Please make an exact transcription of all the data that follows.

• • •

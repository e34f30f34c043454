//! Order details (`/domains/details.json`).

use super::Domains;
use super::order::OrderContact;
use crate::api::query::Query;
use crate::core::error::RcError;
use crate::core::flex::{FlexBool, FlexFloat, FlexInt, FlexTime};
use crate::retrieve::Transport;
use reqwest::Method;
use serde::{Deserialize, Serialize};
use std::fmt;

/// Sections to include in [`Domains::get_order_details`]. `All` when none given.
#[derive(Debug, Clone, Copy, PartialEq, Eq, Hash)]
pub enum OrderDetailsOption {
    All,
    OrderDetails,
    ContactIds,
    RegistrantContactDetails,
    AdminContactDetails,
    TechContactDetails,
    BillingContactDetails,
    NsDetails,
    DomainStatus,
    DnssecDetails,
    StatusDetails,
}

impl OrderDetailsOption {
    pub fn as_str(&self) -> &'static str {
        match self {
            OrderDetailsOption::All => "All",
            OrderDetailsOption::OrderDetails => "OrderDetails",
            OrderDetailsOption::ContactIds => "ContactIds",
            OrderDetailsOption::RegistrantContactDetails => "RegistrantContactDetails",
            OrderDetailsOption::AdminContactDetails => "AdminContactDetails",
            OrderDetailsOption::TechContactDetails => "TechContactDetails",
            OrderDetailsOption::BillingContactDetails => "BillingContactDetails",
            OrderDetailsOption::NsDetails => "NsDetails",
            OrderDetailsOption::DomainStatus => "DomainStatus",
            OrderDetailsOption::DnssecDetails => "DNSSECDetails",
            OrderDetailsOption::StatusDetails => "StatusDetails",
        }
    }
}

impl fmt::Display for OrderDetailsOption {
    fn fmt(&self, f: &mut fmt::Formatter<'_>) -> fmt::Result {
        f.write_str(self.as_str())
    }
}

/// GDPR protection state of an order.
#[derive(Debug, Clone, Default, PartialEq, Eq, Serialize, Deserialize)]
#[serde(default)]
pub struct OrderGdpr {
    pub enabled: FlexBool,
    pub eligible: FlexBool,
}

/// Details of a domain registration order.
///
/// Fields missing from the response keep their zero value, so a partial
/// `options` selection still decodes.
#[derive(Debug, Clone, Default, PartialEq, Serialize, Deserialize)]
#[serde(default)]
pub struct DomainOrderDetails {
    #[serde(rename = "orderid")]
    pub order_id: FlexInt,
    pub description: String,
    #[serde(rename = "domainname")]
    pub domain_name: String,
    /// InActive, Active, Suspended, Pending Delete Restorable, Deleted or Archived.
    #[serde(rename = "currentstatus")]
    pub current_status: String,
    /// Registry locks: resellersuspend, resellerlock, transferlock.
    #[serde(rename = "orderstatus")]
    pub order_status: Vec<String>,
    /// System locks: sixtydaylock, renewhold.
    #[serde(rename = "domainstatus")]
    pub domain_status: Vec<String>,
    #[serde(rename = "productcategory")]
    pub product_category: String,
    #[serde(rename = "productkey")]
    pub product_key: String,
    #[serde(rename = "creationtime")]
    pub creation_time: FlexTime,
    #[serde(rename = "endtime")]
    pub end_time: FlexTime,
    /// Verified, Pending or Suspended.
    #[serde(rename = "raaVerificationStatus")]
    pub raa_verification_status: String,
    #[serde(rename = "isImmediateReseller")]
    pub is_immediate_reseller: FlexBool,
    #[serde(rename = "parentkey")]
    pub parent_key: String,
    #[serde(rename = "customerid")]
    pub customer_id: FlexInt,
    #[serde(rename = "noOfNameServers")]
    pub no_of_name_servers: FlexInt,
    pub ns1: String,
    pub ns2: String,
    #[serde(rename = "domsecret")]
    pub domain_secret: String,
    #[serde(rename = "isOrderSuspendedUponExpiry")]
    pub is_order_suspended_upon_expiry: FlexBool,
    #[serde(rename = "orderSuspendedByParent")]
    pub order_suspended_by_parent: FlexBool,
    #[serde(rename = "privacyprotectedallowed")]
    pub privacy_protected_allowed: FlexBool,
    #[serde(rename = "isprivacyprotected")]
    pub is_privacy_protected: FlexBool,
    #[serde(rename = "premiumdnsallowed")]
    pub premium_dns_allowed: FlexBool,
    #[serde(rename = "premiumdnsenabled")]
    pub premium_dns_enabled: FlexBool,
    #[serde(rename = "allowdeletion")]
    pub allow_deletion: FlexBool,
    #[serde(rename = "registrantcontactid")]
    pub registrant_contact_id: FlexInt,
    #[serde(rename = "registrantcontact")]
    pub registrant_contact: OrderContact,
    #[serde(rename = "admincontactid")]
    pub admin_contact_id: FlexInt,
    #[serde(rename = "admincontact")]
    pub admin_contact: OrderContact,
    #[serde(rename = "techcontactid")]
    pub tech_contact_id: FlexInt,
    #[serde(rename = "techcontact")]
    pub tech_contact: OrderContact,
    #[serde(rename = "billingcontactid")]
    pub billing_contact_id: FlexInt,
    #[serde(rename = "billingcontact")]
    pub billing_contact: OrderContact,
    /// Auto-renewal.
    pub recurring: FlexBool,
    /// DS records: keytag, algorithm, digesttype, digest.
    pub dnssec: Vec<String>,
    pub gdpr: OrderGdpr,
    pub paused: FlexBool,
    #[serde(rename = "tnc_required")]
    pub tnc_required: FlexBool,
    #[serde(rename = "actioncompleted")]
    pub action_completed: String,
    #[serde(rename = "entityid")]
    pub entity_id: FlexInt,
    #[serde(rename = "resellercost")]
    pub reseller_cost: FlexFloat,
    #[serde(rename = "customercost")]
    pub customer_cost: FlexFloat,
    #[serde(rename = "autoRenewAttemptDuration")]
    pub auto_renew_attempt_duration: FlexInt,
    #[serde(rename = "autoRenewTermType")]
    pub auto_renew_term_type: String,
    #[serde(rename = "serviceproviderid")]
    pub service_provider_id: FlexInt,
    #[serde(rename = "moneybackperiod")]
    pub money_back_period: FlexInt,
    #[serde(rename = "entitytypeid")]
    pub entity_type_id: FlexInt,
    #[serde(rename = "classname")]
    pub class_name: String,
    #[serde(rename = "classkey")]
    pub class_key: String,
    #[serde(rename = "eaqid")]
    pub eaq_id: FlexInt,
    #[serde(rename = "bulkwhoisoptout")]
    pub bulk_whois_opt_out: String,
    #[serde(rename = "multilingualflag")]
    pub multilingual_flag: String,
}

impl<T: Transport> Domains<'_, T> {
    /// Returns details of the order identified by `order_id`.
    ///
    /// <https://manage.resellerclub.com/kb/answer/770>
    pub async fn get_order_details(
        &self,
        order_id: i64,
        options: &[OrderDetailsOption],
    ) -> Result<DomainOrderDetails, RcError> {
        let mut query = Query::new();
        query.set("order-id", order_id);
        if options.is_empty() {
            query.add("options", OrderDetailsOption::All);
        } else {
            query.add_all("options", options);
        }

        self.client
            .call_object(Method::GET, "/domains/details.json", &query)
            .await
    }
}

• • •

Solution:
repository e34f30f34c043454
//! Order details (`/domains/details.json`).

use super::Domains;
use super::order::OrderContact;
use crate::api::query::Query;
use crate::core::error::RcError;
use crate::core::flex::{FlexBool, FlexFloat, FlexInt, FlexTime};
use crate::retrieve::Transport;
use reqwest::Method;
use serde::{Deserialize, Serialize};
use std::fmt;

/// Sections to include in [`Domains::get_order_details`]. `All` when none given.
#[derive(Debug, Clone, Copy, PartialEq, Eq, Hash)]
pub enum OrderDetailsOption {
    All,
    OrderDetails,
    ContactIds,
    RegistrantContactDetails,
    AdminContactDetails,
    TechContactDetails,
    BillingContactDetails,
    NsDetails,
    DomainStatus,
    DnssecDetails,
    StatusDetails,
}

impl OrderDetailsOption {
    pub fn as_str(&self) -> &'static str {
        match self {
            OrderDetailsOption::All => "All",
            OrderDetailsOption::OrderDetails => "OrderDetails",
            OrderDetailsOption::ContactIds => "ContactIds",
            OrderDetailsOption::RegistrantContactDetails => "RegistrantContactDetails",
            OrderDetailsOption::AdminContactDetails => "AdminContactDetails",
            OrderDetailsOption::TechContactDetails => "TechContactDetails",
            OrderDetailsOption::BillingContactDetails => "BillingContactDetails",
            OrderDetailsOption::NsDetails => "NsDetails",
            OrderDetailsOption::DomainStatus => "DomainStatus",
            OrderDetailsOption::DnssecDetails => "DNSSECDetails",
            OrderDetailsOption::StatusDetails => "StatusDetails",
        }
    }
}

impl fmt::Display for OrderDetailsOption {
    fn fmt(&self, f: &mut fmt::Formatter<'_>) -> fmt::Result {
        f.write_str(self.as_str())
    }
}

/// GDPR protection state of an order.
#[derive(Debug, Clone, Default, PartialEq, Eq, Serialize, Deserialize)]
#[serde(default)]
pub struct OrderGdpr {
    pub enabled: FlexBool,
    pub eligible: FlexBool,
}

/// Details of a domain registration order.
///
/// Fields missing from the response keep their zero value, so a partial
/// `options` selection still decodes.
#[derive(Debug, Clone, Default, PartialEq, Serialize, Deserialize)]
#[serde(default)]
pub struct DomainOrderDetails {
    #[serde(rename = "orderid")]
    pub order_id: FlexInt,
    pub description: String,
    #[serde(rename = "domainname")]
    pub domain_name: String,
    /// InActive, Active, Suspended, Pending Delete Restorable, Deleted or Archived.
    #[serde(rename = "currentstatus")]
    pub current_status: String,
    /// Registry locks: resellersuspend, resellerlock, transferlock.
    #[serde(rename = "orderstatus")]
    pub order_status: Vec<String>,
    /// System locks: sixtydaylock, renewhold.
    #[serde(rename = "domainstatus")]
    pub domain_status: Vec<String>,
    #[serde(rename = "productcategory")]
    pub product_category: String,
    #[serde(rename = "productkey")]
    pub product_key: String,
    #[serde(rename = "creationtime")]
    pub creation_time: FlexTime,
    #[serde(rename = "endtime")]
    pub end_time: FlexTime,
    /// Verified, Pending or Suspended.
    #[serde(rename = "raaVerificationStatus")]
    pub raa_verification_status: String,
    #[serde(rename = "isImmediateReseller")]
    pub is_immediate_reseller: FlexBool,
    #[serde(rename = "parentkey")]
    pub parent_key: String,
    #[serde(rename = "customerid")]
    pub customer_id: FlexInt,
    #[serde(rename = "noOfNameServers")]
    pub no_of_name_servers: FlexInt,
    pub ns1: String,
    pub ns2: String,
    #[serde(rename = "domsecret")]
    pub domain_secret: String,
    #[serde(rename = "isOrderSuspendedUponExpiry")]
    pub is_order_suspended_upon_expiry: FlexBool,
    #[serde(rename = "orderSuspendedByParent")]
    pub order_suspended_by_parent: FlexBool,
    #[serde(rename = "privacyprotectedallowed")]
    pub privacy_protected_allowed: FlexBool,
    #[serde(rename = "isprivacyprotected")]
    pub is_privacy_protected: FlexBool,
    #[serde(rename = "premiumdnsallowed")]
    pub premium_dns_allowed: FlexBool,
    #[serde(rename = "premiumdnsenabled")]
    pub premium_dns_enabled: FlexBool,
    #[serde(rename = "allowdeletion")]
    pub allow_deletion: FlexBool,
    #[serde(rename = "registrantcontactid")]
    pub registrant_contact_id: FlexInt,
    #[serde(rename = "registrantcontact")]
    pub registrant_contact: OrderContact,
    #[serde(rename = "admincontactid")]
    pub admin_contact_id: FlexInt,
    #[serde(rename = "admincontact")]
    pub admin_contact: OrderContact,
    #[serde(rename = "techcontactid")]
    pub tech_contact_id: FlexInt,
    #[serde(rename = "techcontact")]
    pub tech_contact: OrderContact,
    #[serde(rename = "billingcontactid")]
    pub billing_contact_id: FlexInt,
    #[serde(rename = "billingcontact")]
    pub billing_contact: OrderContact,
    /// Auto-renewal.
    pub recurring: FlexBool,
    /// DS records: keytag, algorithm, digesttype, digest.
    pub dnssec: Vec<String>,
    pub gdpr: OrderGdpr,
    pub paused: FlexBool,
    #[serde(rename = "tnc_required")]
    pub tnc_required: FlexBool,
    #[serde(rename = "actioncompleted")]
    pub action_completed: String,
    #[serde(rename = "entityid")]
    pub entity_id: FlexInt,
    #[serde(rename = "resellercost")]
    pub reseller_cost: FlexFloat,
    #[serde(rename = "customercost")]
    pub customer_cost: FlexFloat,
    #[serde(rename = "autoRenewAttemptDuration")]
    pub auto_renew_attempt_duration: FlexInt,
    #[serde(rename = "autoRenewTermType")]
    pub auto_renew_term_type: String,
    #[serde(rename = "serviceproviderid")]
    pub service_provider_id: FlexInt,
    #[serde(rename = "moneybackperiod")]
    pub money_back_period: FlexInt,
    #[serde(rename = "entitytypeid")]
    pub entity_type_id: FlexInt,
    #[serde(rename = "classname")]
    pub class_name: String,
    #[serde(rename = "classkey")]
    pub class_key: String,
    #[serde(rename = "eaqid")]
    pub eaq_id: FlexInt,
    #[serde(rename = "bulkwhoisoptout")]
    pub bulk_whois_opt_out: String,
    #[serde(rename = "multilingualflag")]
    pub multilingual_flag: String,
}

impl<T: Transport> Domains<'_, T> {
    /// Returns details of the order identified by `order_id`.
    ///
    /// <https://manage.resellerclub.com/kb/answer/770>
    pub async fn get_order_details(
        &self,
        order_id: i64,
        options: &[OrderDetailsOption],
    ) -> Result<DomainOrderDetails, RcError> {
        let mut query = Query::new();
        query.set("order-id", order_id);
        if options.is_empty() {
            query.add("options", OrderDetailsOption::All);
        } else {
            query.add_all("options", options);
        }

        self.client
            .call_object(Method::GET, "/domains/details.json", &query)
            .await
    }
}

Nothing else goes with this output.